X = train[variables]
Y = train['fare_amount']

## Splitting the data into train and validation sets
X_train, X_validation, Y_train, Y_validation = train_test_split(X, Y, test_size = 0.3)

## Starting RandomForest
## ----
## Creating a study object and to optimize the home objective function
study_rf = optuna.create_study(direction = 'minimize')
study_rf.optimize(rf_reg_objective, n_trials = 500)

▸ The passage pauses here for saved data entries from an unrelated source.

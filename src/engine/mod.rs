//! Execution engines: the push/callback dataflow runtimes the coordinator drives.

pub mod description;
mod graph;
pub mod loopback;
pub mod manual;
pub mod traits;

pub use description::{ElementSpec, GraphDescription, GraphTopology, NextSpec};
pub use graph::codes;
pub use loopback::{Echo, LoopbackEngine, Transform};
pub use manual::ManualEngine;
pub use traits::{ExecutionEngine, FrameTag, GraphHandle, SinkCallback, SinkDelivery, Submission};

## Starting HistGradientBoosting
## ----
## Creating a study object and to optimize the home objective function
study_hist = optuna.create_study(direction = 'minimize')
study_hist.optimize(hist_reg_objective, n_trials = 500)

## Starting XGBoost
## ----
## Creating a study object and to optimize the home objective function
study_xgb = optuna.create_study(direction = 'minimize')
study_xgb.optimize(xgb_reg_objective, n_trials = 500)

## Starting LightGBM
## ----
## Creating a study object and to optimize the home objective function
study_lgbm = optuna.create_study(direction = 'minimize')
study_lgbm.optimize(lgbm_reg_objective, n_trials = 500)

In [None]:
## Printing best hyper-parameter set
print('Random Forest: \n', study_rf.best_trial.params)
print(study_rf.best_trial.value)

## Printing best hyper-parameter set
print('HistGB: \n', study_hist.best_trial.params)
print(study_hist.best_trial.value)

## Printing best hyper-parameter set
print('\nXGBoost: \n', study_xgb.best_trial.params)
print(study_xgb.best_trial.value)

## Printing best hyper-parameter set
print('\nLightGBM: \n', study_lgbm.best_trial.params)
print(study_lgbm.best_trial.value)

#### Model Testing

Round 1:

In [None]:
## Defining the input and target variables
variables = ['distance', 'duration', 'haversine', 'time_estimate', 'pickup_longitude', 'pickup_latitude', 'dropoff_longitude', 
             'dropoff_latitude', 'dropoff_other', 'change_borough', 'LGA']

X = train[variables]
Y = train['fare_amount']

## Splitting the data into training and validation sets
X_training, X_validation, Y_training, Y_validation = train_test_split(X, Y, test_size = 0.2, random_state = 1)


## Linear Model

## Building the model
lm_md = LinearRegression(n_jobs = -1).fit(X_training, Y_training)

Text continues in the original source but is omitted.